El problema del populismo no es que haya sido la palabra de moda en 2016 sino que lo vuelva a ser en los próximos años.
Como moda ha ido demasiado lejos: en concreto hasta la presidencia del país más influyente del planeta. Si el populismo fuese sólo un significante, un término –la palabra del año según los centinelas del español urgente–, su actualidad sólo resultaría de interés para la sociología del lenguaje. Lo inquietante es que se trata de una tendencia política a cuya expansión no se le ven por el momento límites. Ni siquiera es una ideología sino una estrategia de opinión pública, una herramienta de comunicación, una técnica electoral de preocupante eficacia. Una epidemia de oportunismo y demagogia que amenaza el sistema inmunológico de las sociedades democráticas.
El populismo es un producto de la crisis destilado en alambiques de rabia. Su éxito consiste en catalizar la frustración a través del espíritu de represalia. Convierte emociones negativas –el desengaño, la ira, el fracaso– en combustible de una sacudida de desagravio, de desquite: es una doctrina para perdedores en busca de revancha. Su discurso explota el desencanto con la cínica promesa de falsas esperanzas. Todo su mecanismo es fraudulento: los diagnósticos están sesgados, los enemigos son ficticios y las soluciones, adulteradas. Pero triunfa porque en un ambiente de pesimismo social las mentiras resultan mucho más seductoras que ciertas verdades antipáticas.
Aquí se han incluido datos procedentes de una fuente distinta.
//! OpenAPI documentation configuration.
//!
//! [`ApiDoc`] registers every REST handler and the wrapper schemas from
//! [`crate::inbound::http::schemas`], which describe domain types without
//! coupling them to utoipa. The document backs Swagger UI in debug builds and
//! is exported via `cargo run --bin openapi-dump`.

use utoipa::OpenApi;

use crate::inbound::http::schemas::{
    AccountSchema, ErrorBodySchema, ErrorCodeSchema, ErrorEnvelopeSchema, ExpenseRequestSchema,
    ExpenseSchema, ProblemSchema, RequestEnvelopeSchema, SignUpRequestSchema, TripRequestSchema,
    TripSchema,
};

/// OpenAPI document for the REST API.
#[derive(OpenApi)]
#[openapi(
    info(
        title = "Tripline API",
        description = "Trip logging, sign-up and expense endpoints with schema validation and a uniform error envelope."
    ),
    servers(
        (url = "/", description = "Relative to the deployment base URL")
    ),
    paths(
        crate::inbound::http::accounts::sign_up,
        crate::inbound::http::trips::create_trip,
        crate::inbound::http::trips::list_trips,
        crate::inbound::http::trips::get_trip,
        crate::inbound::http::trips::list_trip_expenses,
        crate::inbound::http::expenses::create_expense,
        crate::inbound::http::forms::validate_form,
        crate::inbound::http::health::ready,
        crate::inbound::http::health::live,
    ),
    components(schemas(
        ErrorCodeSchema,
        ErrorBodySchema,
        ErrorEnvelopeSchema,
        ProblemSchema,
        RequestEnvelopeSchema,
        TripRequestSchema,
        TripSchema,
        SignUpRequestSchema,
        AccountSchema,
        ExpenseRequestSchema,
        ExpenseSchema,
    )),
    tags(
        (name = "auth", description = "Account sign-up"),
        (name = "trips", description = "Trip logging"),
        (name = "expenses", description = "Business expenses logged against trips"),
        (name = "validation", description = "Inline form validation"),
        (name = "health", description = "Endpoints for health checks")
    )
)]
pub struct ApiDoc;
//! Business travel expenses logged against a trip.

use chrono::{DateTime, Utc};
use serde::{Deserialize, Serialize};
use uuid::Uuid;

#[derive(Debug, Clone, Copy, PartialEq, Eq, Hash, Serialize, Deserialize)]
#[serde(rename_all = "lowercase")]
pub enum ExpenseCategory {
    Transport,
    Lodging,
    Meals,
    Fuel,
    Other,
}

/// Expense details decoded from a validated body.
#[derive(Debug, Clone, PartialEq, Serialize, Deserialize)]
pub struct ExpenseDraft {
    pub trip_id: Uuid,
    pub amount: f64,
    pub currency: String,
    pub category: ExpenseCategory,
    pub incurred_at: DateTime<Utc>,
    #[serde(default)]
    pub description: Option<String>,
}

/// A stored expense.
#[derive(Debug, Clone, PartialEq, Serialize, Deserialize)]
pub struct Expense {
    pub id: Uuid,
    pub trip_id: Uuid,
    pub amount: f64,
    pub currency: String,
    pub category: ExpenseCategory,
    pub incurred_at: DateTime<Utc>,
    pub description: Option<String>,
    pub created_at: DateTime<Utc>,
}

impl Expense {
    pub fn from_draft(id: Uuid, draft: ExpenseDraft, created_at: DateTime<Utc>) -> Self {
        let ExpenseDraft {
            trip_id,
            amount,
            currency,
            category,
            incurred_at,
            description,
        } = draft;
        Self {
            id,
            trip_id,
            amount,
            currency,
            category,
            incurred_at,
            description,
            created_at,
        }
    }
}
El momento populista ha hecho eclosión en Estados Unidos, en Gran Bretaña, en Italia, y amenaza con desequilibrar Alemania y Francia. Naciones estables cuya médula política sufre problemas de parálisis orgánica. Con su camaleónica metamorfosis suplanta en unos sitios a la derecha liberal y en otros desborda por la izquierda arrollando a la socialdemocracia.
España estuvo al borde, allá por junio, de entregarse a los tribunos inflamados, a los vendedores de mercancías averiadas. Tuvimos suerte, o acaso suficiente madurez colectiva; al final la melodía tramposa de Hamelin no sonó aquí lo bastante alta. Pero el virus del ventajismo ha encontrado condiciones para propagarse en sociedades desarrolladas, de apariencia consistente, en cuya estructura intelectual ha encontrado grietas, puntos débiles, fallas. Y la ausencia de liderazgo que necesita para implantar su penetrante propaganda de recetas trucadas.
Ya estamos advertidos, sin embargo; el efecto sorpresa ha caducado. A partir de ahora no cabrá llamarse andana ni poner cara de pasmo. Sabemos cómo funciona el fenómeno y toda dirigencia pública madura tiene la responsabilidad de afrontarlo. Costará porque requiere mucha pedagogía y un esfuerzo de autoconvicción incompatible con éticas indoloras y espíritus pusilánimes o apocados. Pero va en ello la subsistencia misma del orden de las libertades y los códigos morales democráticos. El problema del populismo no es que haya sido la palabra de moda en 2016 sino que lo pueda continuar siendo en los próximos años.